Tuesday, July 20, 2010

IBM logoInvestors focus on revenue to gauge sustainability

The story of the last three quarters has been cost-cutting and productivity enhancements. Firms rapidly slimmed down and increased efficiencies to improve the bottom line. Yet, sustaining earnings growth over the long-term is ultimately dependent on selling more widgets. Investors, so far, have punished companies that have not met on revenue expectations even if the bottom line has been impressive.

Old Big Blue, International Business Machines (IBM) reported a Q2 earnings per share beat last night of $2.61 versus $2.58 consensus yet a miss on revenues with $23.7 billion versus $24 billion expected. Full year guidance was also a touch light at $11.25 v $11.27e. Immediate focus was on sales and shares of IBM are trading down 4.9% pre-market. Texas Instruments (TXN) followed last night matching estimates on EPS and revenues with $0.62 and $3.5 billion. Even an exactly in-line report has discouraged investors and shares are down 5.4% post-report.
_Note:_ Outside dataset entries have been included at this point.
//! In-memory routing network.
//!
//! Nodes live in a flat arena and links refer to their destination by node
//! index. Identity lookup (text code or integer id, fixed per network) goes
//! through hash side-tables built once at load time.

use rustc_hash::FxHashMap;
use serde::Serialize;
use std::fmt;

use crate::error::NetworkFormatError;
use crate::formats::{parse_block, parse_header, IdentityMode, NetworkFormat, RawNodeId};
use crate::store::GeometryMetadata;

/// Node identity. A network uses codes or ids exclusively, never both.
#[derive(Debug, Clone, PartialEq, Eq, Hash, Serialize)]
pub enum NodeId {
    Code(String),
    Id(i64),
}

impl fmt::Display for NodeId {
    fn fmt(&self, f: &mut fmt::Formatter<'_>) -> fmt::Result {
        match self {
            NodeId::Code(code) => write!(f, "{code}"),
            NodeId::Id(id) => write!(f, "{id}"),
        }
    }
}

#[derive(Debug, Clone)]
pub struct Link {
    /// Destination node index.
    pub head: u32,
    /// Rowid of the backing relation row this link was built from.
    pub rowid: i64,
    pub cost: f64,
}

#[derive(Debug, Clone)]
pub struct Node {
    pub id: NodeId,
    /// Present only in the A* format variant.
    pub coord: Option<(f64, f64)>,
    pub links: Vec<Link>,
}

/// Backing-relation metadata carried by the header blob, plus the spatial
/// metadata discovered from the store after load.
#[derive(Debug, Clone)]
pub struct GraphMeta {
    pub table: String,
    pub from_column: String,
    pub to_column: String,
    pub geometry_column: Option<String>,
    pub name_column: Option<String>,
    pub astar_coeff: Option<f64>,
    pub srid: Option<i32>,
    pub has_z: bool,
}

#[derive(Debug)]
pub struct Graph {
    format: NetworkFormat,
    identity: IdentityMode,
    nodes: Vec<Node>,
    by_code: FxHashMap<String, u32>,
    by_id: FxHashMap<i64, u32>,
    link_count: usize,
    meta: GraphMeta,
}

impl Graph {
    /// Loads a network from its blob sequence: one header blob followed by
    /// the network blocks.
    pub fn from_blobs<B: AsRef<[u8]>>(blobs: &[B]) -> Result<Self, NetworkFormatError> {
        let mut iter = blobs.iter();
        let header_blob = iter.next().ok_or(NetworkFormatError::Truncated {
            offset: 0,
            needed: 1,
        })?;
        let header = parse_header(header_blob.as_ref())?;

        let mut slots: Vec<Option<Node>> = Vec::new();
        slots.resize_with(header.node_count as usize, || None);
        let mut loaded = 0u32;
        for blob in iter {
            for raw in parse_block(blob.as_ref(), &header)? {
                let slot = &mut slots[raw.index as usize];
                if slot.is_some() {
                    return Err(NetworkFormatError::DuplicateNode(raw.index));
                }
                *slot = Some(Node {
                    id: match raw.id {
                        RawNodeId::Code(code) => NodeId::Code(code),
                        RawNodeId::Id(id) => NodeId::Id(id),
                    },
                    coord: raw.coord,
                    links: raw
                        .links
                        .into_iter()
                        .map(|l| Link {
                            head: l.dest,
                            rowid: l.rowid,
                            cost: l.cost,
                        })
                        .collect(),
                });
                loaded += 1;
            }
        }
        if loaded != header.node_count {
            return Err(NetworkFormatError::NodeCountMismatch {
                declared: header.node_count,
                loaded,
            });
        }

        let nodes: Vec<Node> = slots.into_iter().flatten().collect();
        let mut by_code = FxHashMap::default();
        let mut by_id = FxHashMap::default();
        let mut link_count = 0;
        for (idx, node) in nodes.iter().enumerate() {
            link_count += node.links.len();
            match &node.id {
                NodeId::Code(code) => {
                    by_code.insert(code.clone(), idx as u32);
                }
                NodeId::Id(id) => {
                    by_id.insert(*id, idx as u32);
                }
            }
        }

        tracing::debug!(
            nodes = nodes.len(),
            links = link_count,
            format = ?header.format,
            "network loaded"
        );

        Ok(Self {
            format: header.format,
            identity: header.identity,
            nodes,
            by_code,
            by_id,
            link_count,
            meta: GraphMeta {
                table: header.table,
                from_column: header.from_column,
                to_column: header.to_column,
                geometry_column: header.geometry_column,
                name_column: header.name_column,
                astar_coeff: header.astar_coeff,
                srid: None,
                has_z: false,
            },
        })
    }

    /// Records the SRID / dimension metadata discovered from the backing
    /// store. Absent metadata disables geometry emission downstream.
    pub fn set_geometry_metadata(&mut self, metadata: Option<GeometryMetadata>) {
        match metadata {
            Some(m) => {
                self.meta.srid = Some(m.srid);
                self.meta.has_z = m.has_z;
            }
            None => {
                self.meta.srid = None;
                self.meta.has_z = false;
            }
        }
    }

    pub fn format(&self) -> NetworkFormat {
        self.format
    }

    pub fn identity(&self) -> IdentityMode {
        self.identity
    }

    pub fn meta(&self) -> &GraphMeta {
        &self.meta
    }

    pub fn len(&self) -> usize {
        self.nodes.len()
    }

    pub fn is_empty(&self) -> bool {
        self.nodes.is_empty()
    }

    pub fn link_count(&self) -> usize {
        self.link_count
    }

    pub fn node(&self, index: u32) -> &Node {
        &self.nodes[index as usize]
    }

    pub fn nodes(&self) -> &[Node] {
        &self.nodes
    }

    pub fn find_by_code(&self, code: &str) -> Option<u32> {
        self.by_code.get(code).copied()
    }

    pub fn find_by_id(&self, id: i64) -> Option<u32> {
        self.by_id.get(&id).copied()
    }

    /// Looks up the directed link `tail -> head` with the given rowid.
    pub fn find_link(&self, tail: u32, head: u32, rowid: i64) -> Option<&Link> {
        self.node(tail)
            .links
            .iter()
            .find(|l| l.head == head && l.rowid == rowid)
    }

    /// A* is available only when the blob format carries coordinates.
    pub fn supports_astar(&self) -> bool {
        self.format.has_coords()
    }

    /// Heuristic coefficient declared by the network; 1.0 when absent.
    pub fn heuristic_coeff(&self) -> f64 {
        self.meta.astar_coeff.unwrap_or(1.0)
    }
}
Goldman Sachs (GS) followed the trend this morning reporting a huge beat on EPS at $2.75 versus $2.08 expected yet missed on revenues at $8.84 billion versus $8.9 billion expected. Investment banking revenues, typically an excellent reflection of economic activity, dropped 36% year-over-year. Even trading and principal investment revenues dropped at GS 39% YoY. GS is trading down 2.3% this morning.
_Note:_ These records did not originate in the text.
//! Network blob header/block parsing and encoding.

use super::*;
use crate::error::NetworkFormatError;

/// The three on-disk format variants.
#[derive(Debug, Clone, Copy, PartialEq, Eq)]
pub enum NetworkFormat {
    Net32,
    Net64,
    Net64Astar,
}

impl NetworkFormat {
    pub fn signature(self) -> u8 {
        match self {
            NetworkFormat::Net32 => NET_START_32,
            NetworkFormat::Net64 => NET_START_64,
            NetworkFormat::Net64Astar => NET_START_ASTAR,
        }
    }

    pub fn from_signature(sig: u8) -> Result<Self, NetworkFormatError> {
        match sig {
            NET_START_32 => Ok(NetworkFormat::Net32),
            NET_START_64 => Ok(NetworkFormat::Net64),
            NET_START_ASTAR => Ok(NetworkFormat::Net64Astar),
            other => Err(NetworkFormatError::UnknownFormat(other)),
        }
    }

    /// 64-bit ids/rowids (the legacy variant packs them in 32 bits).
    pub fn wide_ids(self) -> bool {
        !matches!(self, NetworkFormat::Net32)
    }

    /// Per-node coordinates present (required by A*).
    pub fn has_coords(self) -> bool {
        matches!(self, NetworkFormat::Net64Astar)
    }

    fn has_name_column(self) -> bool {
        self.wide_ids()
    }
}

/// How nodes are identified throughout the network.
#[derive(Debug, Clone, Copy, PartialEq, Eq)]
pub enum IdentityMode {
    Code,
    Id,
}

/// Decoded HEADER blob.
#[derive(Debug, Clone)]
pub struct NetworkHeader {
    pub format: NetworkFormat,
    pub node_count: u32,
    pub identity: IdentityMode,
    /// Fixed width of node codes inside blocks; zero in id mode.
    pub max_code_length: u8,
    pub table: String,
    pub from_column: String,
    pub to_column: String,
    pub geometry_column: Option<String>,
    pub name_column: Option<String>,
    pub astar_coeff: Option<f64>,
}

/// Node identity as read from a block, before graph interning.
#[derive(Debug, Clone, PartialEq)]
pub enum RawNodeId {
    Code(String),
    Id(i64),
}

#[derive(Debug, Clone, PartialEq)]
pub struct RawLink {
    pub rowid: i64,
    pub dest: u32,
    pub cost: f64,
}

#[derive(Debug, Clone, PartialEq)]
pub struct RawNode {
    pub index: u32,
    pub id: RawNodeId,
    pub coord: Option<(f64, f64)>,
    pub links: Vec<RawLink>,
}

/// Decodes a HEADER blob.
pub fn parse_header(blob: &[u8]) -> Result<NetworkHeader, NetworkFormatError> {
    let mut cur = BlobCursor::new(blob);
    let format = NetworkFormat::from_signature(cur.read_u8()?)?;
    cur.expect(NET_HEADER, "header")?;
    let node_count = cur.read_u32()?;
    let identity = {
        let offset = cur.offset();
        match cur.read_u8()? {
            NET_CODES => IdentityMode::Code,
            NET_IDS => IdentityMode::Id,
            found => {
                return Err(NetworkFormatError::BadSignature {
                    what: "identity mode",
                    found,
                    offset,
                })
            }
        }
    };
    let max_code_length = cur.read_u8()?;

    cur.expect(NET_TABLE, "table tag")?;
    let table = cur.read_string("table name")?;
    cur.expect(NET_FROM_COLUMN, "from-column tag")?;
    let from_column = cur.read_string("from-column name")?;
    cur.expect(NET_TO_COLUMN, "to-column tag")?;
    let to_column = cur.read_string("to-column name")?;
    cur.expect(NET_GEOMETRY_COLUMN, "geometry-column tag")?;
    let geometry_column = non_empty(cur.read_string("geometry-column name")?);
    let name_column = if format.has_name_column() {
        cur.expect(NET_NAME_COLUMN, "name-column tag")?;
        non_empty(cur.read_string("name-column name")?)
    } else {
        None
    };
    let astar_coeff = if format.has_coords() {
        cur.expect(NET_ASTAR_COEFF, "heuristic coefficient tag")?;
        Some(cur.read_f64()?)
    } else {
        None
    };
    cur.expect(NET_END_HEADER, "header terminator")?;
    if cur.remaining() != 0 {
        return Err(NetworkFormatError::TrailingBytes(cur.remaining()));
    }

    Ok(NetworkHeader {
        format,
        node_count,
        identity,
        max_code_length,
        table,
        from_column,
        to_column,
        geometry_column,
        name_column,
        astar_coeff,
    })
}

fn non_empty(s: String) -> Option<String> {
    if s.is_empty() {
        None
    } else {
        Some(s)
    }
}

/// Decodes one NETWORK block blob against an already-decoded header.
pub fn parse_block(
    blob: &[u8],
    header: &NetworkHeader,
) -> Result<Vec<RawNode>, NetworkFormatError> {
    let mut cur = BlobCursor::new(blob);
    cur.expect(NET_BLOCK, "block")?;
    let count = cur.read_u16()?;
    let mut nodes = Vec::with_capacity(count as usize);
    for _ in 0..count {
        nodes.push(parse_node(&mut cur, header)?);
    }
    if cur.remaining() != 0 {
        return Err(NetworkFormatError::TrailingBytes(cur.remaining()));
    }
    Ok(nodes)
}

fn parse_node(
    cur: &mut BlobCursor<'_>,
    header: &NetworkHeader,
) -> Result<RawNode, NetworkFormatError> {
    cur.expect(NET_NODE, "node")?;
    let index = cur.read_u32()?;
    if index >= header.node_count {
        return Err(NetworkFormatError::NodeIndexOutOfRange {
            index,
            count: header.node_count,
        });
    }
    let id = match header.identity {
        IdentityMode::Code => {
            let raw = cur.read_bytes(header.max_code_length as usize)?;
            let trimmed: Vec<u8> = raw.iter().copied().take_while(|&b| b != 0).collect();
            let code = String::from_utf8(trimmed)
                .map_err(|_| NetworkFormatError::InvalidText { what: "node code" })?;
            RawNodeId::Code(code)
        }
        IdentityMode::Id => {
            if header.format.wide_ids() {
                RawNodeId::Id(cur.read_i64()?)
            } else {
                RawNodeId::Id(cur.read_i32()? as i64)
            }
        }
    };
    let coord = if header.format.has_coords() {
        let x = cur.read_f64()?;
        let y = cur.read_f64()?;
        Some((x, y))
    } else {
        None
    };
    let link_count = cur.read_u16()?;
    let mut links = Vec::with_capacity(link_count as usize);
    for _ in 0..link_count {
        cur.expect(NET_LINK, "link")?;
        let rowid = if header.format.wide_ids() {
            cur.read_i64()?
        } else {
            cur.read_i32()? as i64
        };
        let dest = cur.read_u32()?;
        if dest >= header.node_count {
            return Err(NetworkFormatError::NodeIndexOutOfRange {
                index: dest,
                count: header.node_count,
            });
        }
        let cost = cur.read_f64()?;
        cur.expect(NET_END, "link terminator")?;
        links.push(RawLink { rowid, dest, cost });
    }
    cur.expect(NET_END, "node terminator")?;
    Ok(RawNode {
        index,
        id,
        coord,
        links,
    })
}

/// Encodes header and block blobs for a network.
///
/// The loader only ever reads; writing exists for the tooling that builds
/// networks and for test fixtures.
pub struct NetworkBlobWriter {
    header: NetworkHeader,
}

impl NetworkBlobWriter {
    pub fn new(header: NetworkHeader) -> Self {
        Self { header }
    }

    pub fn header(&self) -> &NetworkHeader {
        &self.header
    }

    pub fn encode_header(&self) -> Vec<u8> {
        let h = &self.header;
        let mut out = Vec::new();
        out.push(h.format.signature());
        out.push(NET_HEADER);
        out.extend_from_slice(&h.node_count.to_le_bytes());
        out.push(match h.identity {
            IdentityMode::Code => NET_CODES,
            IdentityMode::Id => NET_IDS,
        });
        out.push(h.max_code_length);
        push_string(&mut out, NET_TABLE, &h.table);
        push_string(&mut out, NET_FROM_COLUMN, &h.from_column);
        push_string(&mut out, NET_TO_COLUMN, &h.to_column);
        push_string(&mut out, NET_GEOMETRY_COLUMN, h.geometry_column.as_deref().unwrap_or(""));
        if h.format.has_name_column() {
            push_string(&mut out, NET_NAME_COLUMN, h.name_column.as_deref().unwrap_or(""));
        }
        if h.format.has_coords() {
            out.push(NET_ASTAR_COEFF);
            out.extend_from_slice(&h.astar_coeff.unwrap_or(1.0).to_le_bytes());
        }
        out.push(NET_END_HEADER);
        out
    }

    pub fn encode_block(&self, nodes: &[RawNode]) -> Vec<u8> {
        let h = &self.header;
        let mut out = Vec::new();
        out.push(NET_BLOCK);
        out.extend_from_slice(&(nodes.len() as u16).to_le_bytes());
        for node in nodes {
            out.push(NET_NODE);
            out.extend_from_slice(&node.index.to_le_bytes());
            match &node.id {
                RawNodeId::Code(code) => {
                    let mut fixed = vec![0u8; h.max_code_length as usize];
                    let bytes = code.as_bytes();
                    let n = bytes.len().min(fixed.len());
                    fixed[..n].copy_from_slice(&bytes[..n]);
                    out.extend_from_slice(&fixed);
                }
                RawNodeId::Id(id) => {
                    if h.format.wide_ids() {
                        out.extend_from_slice(&id.to_le_bytes());
                    } else {
                        out.extend_from_slice(&(*id as i32).to_le_bytes());
                    }
                }
            }
            if h.format.has_coords() {
                let (x, y) = node.coord.unwrap_or((0.0, 0.0));
                out.extend_from_slice(&x.to_le_bytes());
                out.extend_from_slice(&y.to_le_bytes());
            }
            out.extend_from_slice(&(node.links.len() as u16).to_le_bytes());
            for link in &node.links {
                out.push(NET_LINK);
                if h.format.wide_ids() {
                    out.extend_from_slice(&link.rowid.to_le_bytes());
                } else {
                    out.extend_from_slice(&(link.rowid as i32).to_le_bytes());
                }
                out.extend_from_slice(&link.dest.to_le_bytes());
                out.extend_from_slice(&link.cost.to_le_bytes());
                out.push(NET_END);
            }
            out.push(NET_END);
        }
        out
    }
}

fn push_string(out: &mut Vec<u8>, tag: u8, s: &str) {
    out.push(tag);
    out.extend_from_slice(&(s.len() as u16).to_le_bytes());
    out.extend_from_slice(s.as_bytes());
}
To round out the morning, Bank of New York Mellon (BK) and Johnson & Johnson (JNJ) both beat EPS estimates and missed on revenues. BK and JNJ are trading down 1.4% and 1.7% pre-market, respectively. Pepsi (PEP) is a lone bright spot beating on both EPS and revenues. Investors are rewarding this accomplishment with a huge 0.01% gap up...not much excitement there.

Time to press on the short side based on price action

While I am encouraged by the ability of firms to continue enhancing productivity, earnings announcements are backward-looking. With a plateauing in the reflation trade off lows occurring over the last two months, the market is seeing a slowdown in global growth. The rate of change on the margin is all that matters in the short-term in financial markets and that rate is slowing. I am staying net short and may press the trade in the coming days.
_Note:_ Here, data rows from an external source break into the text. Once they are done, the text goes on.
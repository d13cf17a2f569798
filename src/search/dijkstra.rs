//! Dijkstra searches: multi-target, nearest-of, and cost-bounded range.
//!
//! All variants share the same discipline: one heap entry per relaxed arc
//! (lazy duplicates, no decrease-key), stale entries skipped through the
//! settled flag, and per-target paths reconstructed the moment the target is
//! settled.

use rustc_hash::FxHashMap;

use super::FoundPath;
use crate::index::{RoutingIndex, SearchScratch, NO_ARC};

/// Resolves shortest paths from `from` to every target in one pass.
///
/// The result is aligned with `targets`; `None` marks an unreachable target.
/// The search terminates as soon as the last pending target settles.
pub fn multi_target(
    index: &RoutingIndex,
    scratch: &mut SearchScratch,
    from: u32,
    targets: &[u32],
) -> Vec<Option<FoundPath>> {
    let mut results: Vec<Option<FoundPath>> = vec![None; targets.len()];
    let mut pending: FxHashMap<u32, Vec<usize>> = FxHashMap::default();
    for (slot, &t) in targets.iter().enumerate() {
        pending.entry(t).or_default().push(slot);
    }
    let mut remaining = targets.len();
    if remaining == 0 {
        return results;
    }

    scratch.reset();
    scratch.improve(from, 0.0, NO_ARC);
    scratch.heap.push(0.0, from);

    while let Some((dist, u)) = scratch.heap.pop() {
        if scratch.is_settled(u) {
            continue;
        }
        scratch.settle(u);
        if let Some(slots) = pending.remove(&u) {
            let arcs = scratch.reconstruct(index, from, u).unwrap_or_default();
            for slot in slots {
                results[slot] = Some(FoundPath {
                    target: u,
                    cost: dist,
                    arcs: arcs.clone(),
                });
                remaining -= 1;
            }
            if remaining == 0 {
                break;
            }
        }
        relax(index, scratch, u, dist);
    }

    tracing::trace!(
        from,
        targets = targets.len(),
        found = targets.len() - remaining,
        "multi-target search done"
    );
    results
}

/// Single-destination convenience over [`multi_target`].
pub fn single_target(
    index: &RoutingIndex,
    scratch: &mut SearchScratch,
    from: u32,
    to: u32,
) -> Option<FoundPath> {
    multi_target(index, scratch, from, &[to]).pop().flatten()
}

/// Finds the closest of `targets` and stops there. Used by the greedy TSP
/// chain, where only the nearest unvisited city matters.
pub fn nearest_of(
    index: &RoutingIndex,
    scratch: &mut SearchScratch,
    from: u32,
    targets: &[u32],
) -> Option<FoundPath> {
    scratch.reset();
    scratch.improve(from, 0.0, NO_ARC);
    scratch.heap.push(0.0, from);

    while let Some((dist, u)) = scratch.heap.pop() {
        if scratch.is_settled(u) {
            continue;
        }
        scratch.settle(u);
        if u != from && targets.contains(&u) {
            let arcs = scratch.reconstruct(index, from, u)?;
            return Some(FoundPath {
                target: u,
                cost: dist,
                arcs,
            });
        }
        relax(index, scratch, u, dist);
    }
    None
}

/// Cost-bounded reachability: every node (except the origin) whose shortest
/// distance is within `max_cost`, ordered by node index.
///
/// A node is only ever enqueued when its tentative distance fits the budget,
/// so the search never inspects anything beyond the isochrone.
pub fn within_cost(
    index: &RoutingIndex,
    scratch: &mut SearchScratch,
    from: u32,
    max_cost: f64,
) -> Vec<(u32, f64)> {
    let mut reached = Vec::new();

    scratch.reset();
    scratch.improve(from, 0.0, NO_ARC);
    scratch.heap.push(0.0, from);

    while let Some((dist, u)) = scratch.heap.pop() {
        if scratch.is_settled(u) {
            continue;
        }
        scratch.settle(u);
        if u != from {
            reached.push((u, dist));
        }
        for (arc_idx, arc) in index.neighbors(u) {
            let next = dist + arc.cost;
            if next <= max_cost && next < scratch.dist(arc.head) {
                scratch.improve(arc.head, next, arc_idx);
                scratch.heap.push(next, arc.head);
            }
        }
    }

    reached.sort_unstable_by_key(|&(node, _)| node);
    reached
}

#[inline(always)]
fn relax(index: &RoutingIndex, scratch: &mut SearchScratch, u: u32, dist: f64) {
    for (arc_idx, arc) in index.neighbors(u) {
        let next = dist + arc.cost;
        if next < scratch.dist(arc.head) {
            scratch.improve(arc.head, next, arc_idx);
            scratch.heap.push(next, arc.head);
        }
    }
}

#[cfg(test)]
mod tests {
    use super::*;
    use crate::formats::{
        IdentityMode, NetworkBlobWriter, NetworkFormat, NetworkHeader, RawLink, RawNode, RawNodeId,
    };
    use crate::graph::Graph;

    /// Builds a graph from (tail, head, rowid, cost) tuples.
    fn graph_from_edges(n: u32, edges: &[(u32, u32, i64, f64)]) -> Graph {
        let header = NetworkHeader {
            format: NetworkFormat::Net64,
            node_count: n,
            identity: IdentityMode::Id,
            max_code_length: 0,
            table: "roads".to_string(),
            from_column: "node_from".to_string(),
            to_column: "node_to".to_string(),
            geometry_column: None,
            name_column: None,
            astar_coeff: None,
        };
        let writer = NetworkBlobWriter::new(header);
        let nodes: Vec<RawNode> = (0..n)
            .map(|i| RawNode {
                index: i,
                id: RawNodeId::Id(i as i64),
                coord: None,
                links: edges
                    .iter()
                    .filter(|e| e.0 == i)
                    .map(|&(_, head, rowid, cost)| RawLink {
                        rowid,
                        dest: head,
                        cost,
                    })
                    .collect(),
            })
            .collect();
        let blobs = vec![writer.encode_header(), writer.encode_block(&nodes)];
        Graph::from_blobs(&blobs).unwrap()
    }

    fn setup(n: u32, edges: &[(u32, u32, i64, f64)]) -> (RoutingIndex, SearchScratch) {
        let graph = graph_from_edges(n, edges);
        let index = RoutingIndex::build(&graph);
        let scratch = SearchScratch::new(&index);
        (index, scratch)
    }

    #[test]
    fn picks_the_cheaper_of_two_routes() {
        // 0 -> 1 -> 2 costs 3, direct 0 -> 2 costs 5
        let (index, mut scratch) = setup(
            3,
            &[(0, 1, 1, 1.0), (1, 2, 2, 2.0), (0, 2, 3, 5.0)],
        );
        let path = single_target(&index, &mut scratch, 0, 2).unwrap();
        assert_eq!(path.cost, 3.0);
        let rowids: Vec<i64> = path.arcs.iter().map(|&a| index.arc(a).rowid).collect();
        assert_eq!(rowids, vec![1, 2]);
    }

    #[test]
    fn unreachable_target_is_none() {
        let (index, mut scratch) = setup(3, &[(0, 1, 1, 1.0)]);
        assert!(single_target(&index, &mut scratch, 0, 2).is_none());
    }

    #[test]
    fn origin_as_target_is_an_empty_path() {
        let (index, mut scratch) = setup(2, &[(0, 1, 1, 1.0)]);
        let path = single_target(&index, &mut scratch, 0, 0).unwrap();
        assert_eq!(path.cost, 0.0);
        assert!(path.arcs.is_empty());
    }

    #[test]
    fn one_pass_resolves_every_target() {
        let (index, mut scratch) = setup(
            4,
            &[(0, 1, 1, 1.0), (1, 2, 2, 1.0), (2, 3, 3, 1.0)],
        );
        let results = multi_target(&index, &mut scratch, 0, &[3, 1, 2]);
        let costs: Vec<f64> = results.iter().map(|r| r.as_ref().unwrap().cost).collect();
        assert_eq!(costs, vec![3.0, 1.0, 2.0]);
    }

    #[test]
    fn mixed_reachability_in_one_pass() {
        let (index, mut scratch) = setup(4, &[(0, 1, 1, 1.0), (3, 2, 2, 1.0)]);
        let results = multi_target(&index, &mut scratch, 0, &[1, 2]);
        assert!(results[0].is_some());
        assert!(results[1].is_none());
    }

    #[test]
    fn no_targets_means_no_search() {
        let (index, mut scratch) = setup(3, &[(0, 1, 1, 1.0), (1, 2, 2, 1.0)]);
        single_target(&index, &mut scratch, 0, 2).unwrap();
        let results = multi_target(&index, &mut scratch, 0, &[]);
        assert!(results.is_empty());
        // the scratch still holds the previous search: nothing was explored
        assert_eq!(scratch.dist(2), 2.0);
    }

    #[test]
    fn nearest_of_stops_at_the_closest_city() {
        let (index, mut scratch) = setup(
            4,
            &[(0, 1, 1, 5.0), (0, 2, 2, 2.0), (0, 3, 3, 9.0)],
        );
        let found = nearest_of(&index, &mut scratch, 0, &[1, 2, 3]).unwrap();
        assert_eq!(found.target, 2);
        assert_eq!(found.cost, 2.0);
    }

    #[test]
    fn range_respects_the_budget_and_skips_the_origin() {
        // line 0 -1-> 1 -2-> 2 -3-> 3, budget 3: reaches 1 and 2 only
        let (index, mut scratch) = setup(
            4,
            &[(0, 1, 1, 1.0), (1, 2, 2, 2.0), (2, 3, 3, 3.0)],
        );
        let reached = within_cost(&index, &mut scratch, 0, 3.0);
        assert_eq!(reached, vec![(1, 1.0), (2, 3.0)]);
    }

    #[test]
    fn scratch_can_be_reused_across_searches() {
        let (index, mut scratch) = setup(3, &[(0, 1, 1, 1.0), (1, 2, 2, 1.0)]);
        let first = single_target(&index, &mut scratch, 0, 2).unwrap();
        assert_eq!(first.cost, 2.0);
        let second = single_target(&index, &mut scratch, 1, 2).unwrap();
        assert_eq!(second.cost, 1.0);
    }
}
Even gold (GLD) looks like a short. With one of the key themes for owning gold being the hedge on inflation, the month-over-month declines in inflation readings are significantly reducing the need to hedge that risk.

I'm not negative, I swear

I was told recently I am always negative in all of my blog posts. I hope that's not true! Being a short-term trader, I have the opportunity to profit on the short side if I can accurately assess market sentiment changes. Overall, I am very optimistic about the long-term health of this country. I am far from a doom-sayer, rather I am almost too optimistic. I would never bet against this country from a long-dated economic standpoint. The vast majority of my reasons behind thinking short is gauging other participants' reactions to earnings headlines. Companies with bad earnings reports are crushed and good reports are not rewarded. Given that, the first week and half and Q2 earnings season is pointing to lower prices in my mind. Ultimately though, that only offers opportunity to the patient investor as he can pick up great companies on sale. Why go to the store when things are full-priced? Wait for the good stuff to be put on clearance!

Disclosure: Short SPY, GLD. Long VXX. Long IWM, SPY puts.